> **WORK INSTRUCTIONS**: Go through the listing and count the lines with "multiple" in them; write only the number.

*** Opening PROVIDED ENTRIES ***

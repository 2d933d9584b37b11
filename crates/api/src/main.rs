use std::net::SocketAddr;
use std::sync::Arc;

use tracing_subscriber::{layer::SubscriberExt, util::SubscriberInitExt};

use mercato_api::config::ServerConfig;
use mercato_api::router::build_app_router;
use mercato_api::routes;
use mercato_api::state::AppState;

#[tokio::main]
async fn main() {
    dotenvy::dotenv().ok();

    // --- Tracing ---
    tracing_subscriber::registry()
        .with(
            tracing_subscriber::EnvFilter::try_from_default_env()
                .unwrap_or_else(|_| "mercato_api=debug,tower_http=debug".into()),
        )
        .with(tracing_subscriber::fmt::layer())
        .init();

    // --- Configuration ---
    let config = ServerConfig::from_env();
    tracing::info!(host = %config.host, port = %config.port, "Loaded server configuration");

    // --- Route table ---
    let table = routes::route_table().expect("Invalid route table");
    tracing::info!(routes = table.len(), "Route table loaded");

    // --- App state ---
    let state = AppState {
        config: Arc::new(config.clone()),
        routes: Arc::new(table),
    };

    // --- Router ---
    let app = build_app_router(state, &config);

    // --- Start server ---
    let addr = SocketAddr::new(
        config.host.parse().expect("Invalid HOST address"),
        config.port,
    );
    tracing::info!(%addr, "Starting server");

    let listener = tokio::net::TcpListener::bind(addr)
        .await
        .expect("Failed to bind to address");

    axum::serve(listener, app)
        .with_graceful_shutdown(shutdown_signal())
        .await
        .expect("Server error");

    tracing::info!("Graceful shutdown complete");
}

/// Wait for a termination signal to initiate graceful shutdown.
///
/// Handles both SIGINT (Ctrl-C) and SIGTERM (on Unix).
async fn shutdown_signal() {
    let ctrl_c = async {
        tokio::signal::ctrl_c()
            .await
            .expect("Failed to install Ctrl-C handler");
    };

    #[cfg(unix)]
    let terminate = async {
        tokio::signal::unix::signal(tokio::signal::unix::SignalKind::terminate())
            .expect("Failed to install SIGTERM handler")
            .recv()
            .await;
    };

    #[cfg(not(unix))]
    let terminate = std::future::pending::<()>();

    tokio::select! {
        _ = ctrl_c => tracing::info!("Received SIGINT, starting graceful shutdown"),
        _ = terminate => tracing::info!("Received SIGTERM, starting graceful shutdown"),
    }
}
//! Locale negotiation for user-scoped routes.

use axum::extract::{Request, State};
use axum::http::header::{ACCEPT_LANGUAGE, CONTENT_LANGUAGE};
use axum::http::HeaderValue;
use axum::middleware::Next;
use axum::response::Response;

use crate::state::AppState;

/// Locale resolved for the current request (lower-case primary subtag).
#[derive(Debug, Clone, PartialEq, Eq)]
pub struct UserLocale(pub String);

/// `setUserLocale` middleware: resolve the locale from `Accept-Language`,
/// expose it to handlers, and echo it in `Content-Language`.
pub async fn set_user_locale(
    State(state): State<AppState>,
    mut request: Request,
    next: Next,
) -> Response {
    let requested = request
        .headers()
        .get(ACCEPT_LANGUAGE)
        .and_then(|v| v.to_str().ok());
    let locale = negotiate_locale(
        requested,
        &state.config.supported_locales,
        &state.config.default_locale,
    );

    request.extensions_mut().insert(UserLocale(locale.clone()));
    let mut response = next.run(request).await;

    if let Ok(value) = HeaderValue::from_str(&locale) {
        response.headers_mut().insert(CONTENT_LANGUAGE, value);
    }
    response
}

/// Pick the best supported locale for an `Accept-Language` header value.
///
/// Entries are ranked by their `q` weight (default `1`, ties keep header
/// order) and matched on their primary subtag, so `id-ID` selects `id`.
/// Entries with `q=0`, weights outside `0..=1` (including `inf` and `NaN`),
/// wildcards and unsupported tags are skipped; when nothing matches the
/// default wins.
pub fn negotiate_locale(header: Option<&str>, supported: &[String], default: &str) -> String {
    let Some(header) = header else {
        return default.to_string();
    };

    let mut ranked: Vec<(f32, String)> = header
        .split(',')
        .filter_map(|entry| {
            let mut parts = entry.split(';');
            let tag = parts.next()?.trim();
            let weight = parts
                .find_map(|p| p.trim().strip_prefix("q="))
                .map_or(Some(1.0), |q| q.trim().parse::<f32>().ok())?;
            let primary = tag.split('-').next()?.to_ascii_lowercase();
            let usable = weight > 0.0 && weight <= 1.0;
            (usable && !primary.is_empty() && primary != "*").then_some((weight, primary))
        })
        .collect();

    // Stable sort keeps header order among equal weights.
    ranked.sort_by(|a, b| b.0.total_cmp(&a.0));

    ranked
        .into_iter()
        .map(|(_, tag)| tag)
        .find(|tag| supported.contains(tag))
        .unwrap_or_else(|| default.to_string())
}
use mercato_core::routing::RouteGroup;

/// Routes mounted at `/v1/team/assets/warehouses`.
///
/// ```text
/// GET              /                                              -> index
/// GET|POST         /records                                       -> records.list|create
/// GET|PUT|DELETE   /records/{warehouse}                           -> records.view|update|destroy
/// PATCH            /records/{warehouse}/action                    -> records.action
/// GET              /records/{warehouse}/products                  -> records.products.list
/// GET|POST         /records/{warehouse}/products/records          -> records.products.records.list|attach
/// DELETE           /records/{warehouse}/products/records/{product} -> records.products.records.detach
/// POST             /manage/archive                                -> manage.archive
/// POST             /manage/restore                                -> manage.restore
/// DELETE           /manage/destroy                                -> manage.destroy
/// ```
pub fn declare(warehouses: &mut RouteGroup<'_>) {
    warehouses.get("/", "index", "simple list of warehouses");
    warehouses.group("/records", "records", |records| {
        records
            .get("/", "list", "paginated full list of warehouses")
            .paginated();
        records.post("/", "create", "create new warehouse");
        records.get("/{warehouse}", "view", "view warehouse");
        records.put("/{warehouse}", "update", "update warehouse");
        records
            .patch(
                "/{warehouse}/action",
                "action",
                "do some available action such as archive or restore, e.g.: { \"action\": \"archive\" }",
            )
            .action();
        records.delete("/{warehouse}", "destroy", "destroy warehouse");

        // Products stocked in the warehouse (many-to-many, optional).
        records.group("{warehouse}/products", "products", |products| {
            products.get("/", "list", "simple list of products attached to warehouse");
            products.group("/records", "records", |records| {
                records
                    .get(
                        "/",
                        "list",
                        "paginated full list of products attached to warehouse",
                    )
                    .paginated();
                records
                    .post(
                        "/",
                        "attach",
                        "attach single or multiple products to warehouse",
                    )
                    .bulk();
                records.delete(
                    "/{product}",
                    "detach",
                    "detach single product from warehouse",
                );
            });
        });
    });

    warehouses.group("/manage", "manage", |manage| {
        manage.post("/archive", "archive", "archive multiple warehouses").bulk();
        manage.post("/restore", "restore", "restore multiple warehouses").bulk();
        manage.delete("/destroy", "destroy", "destroy multiple warehouses").bulk();
    });
}
//! Agents working for the team and agent invitations.

use mercato_core::routing::RouteGroup;

/// Routes mounted at `/v1/team/agents`.
///
/// ```text
/// GET              /                                        -> index
/// GET              /records                                 -> records.list
/// GET|DELETE       /records/{agent}                         -> records.view|detach
/// GET              /records/{agent}/groups                  -> records.groups.index
/// GET              /invitations                             -> invitations.index
/// GET|POST         /invitations/records                     -> invitations.records.list|send
/// GET|PUT|DELETE   /invitations/records/{invitation}        -> invitations.records.view|update|destroy
/// POST             /invitations/records/{invitation}/resend -> invitations.records.resend
/// DELETE           /invitations/manage/destroy              -> invitations.manage.destroy (bulk)
/// ```
pub fn declare(agents: &mut RouteGroup<'_>) {
    agents.get("/", "index", "simple list of agents");
    agents.group("/records", "records", |records| {
        records
            .get("/", "list", "paginated full list of agents")
            .paginated();
        records.get(
            "/{agent}",
            "view",
            "view agent and its configuration related to team",
        );
        records.delete("/{agent}", "detach", "detach single agent from team");

        // Agent groups the agent belongs to (many-to-many).
        records.group("/{agent}/groups", "groups", |groups| {
            groups.get("/", "index", "simple list of agent groups attached to agent");
        });
    });

    agents.group("/invitations", "invitations", |invitations| {
        invitations.get("/", "index", "simple list of agent invitations");
        invitations.group("/records", "records", |records| {
            records
                .get("/", "list", "paginated full list of agent invitations")
                .paginated();
            records.post("/", "send", "create (and send) agent invitation");
            records.get("/{invitation}", "view", "view agent invitation");
            records
                .post("/{invitation}/resend", "resend", "resend agent invitation")
                .bare();
            records.put("/{invitation}", "update", "update agent invitation");
            records.delete(
                "/{invitation}",
                "destroy",
                "destroy (cancel) single agent invitation",
            );
        });
        invitations.group("/manage", "manage", |manage| {
            manage
                .delete(
                    "/destroy",
                    "destroy",
                    "destroy (cancel) multiple agent invitations",
                )
                .bulk();
        });
    });
}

*** Closing PROVIDED ENTRIES ***

> **SOLVED PROBLEM**: 5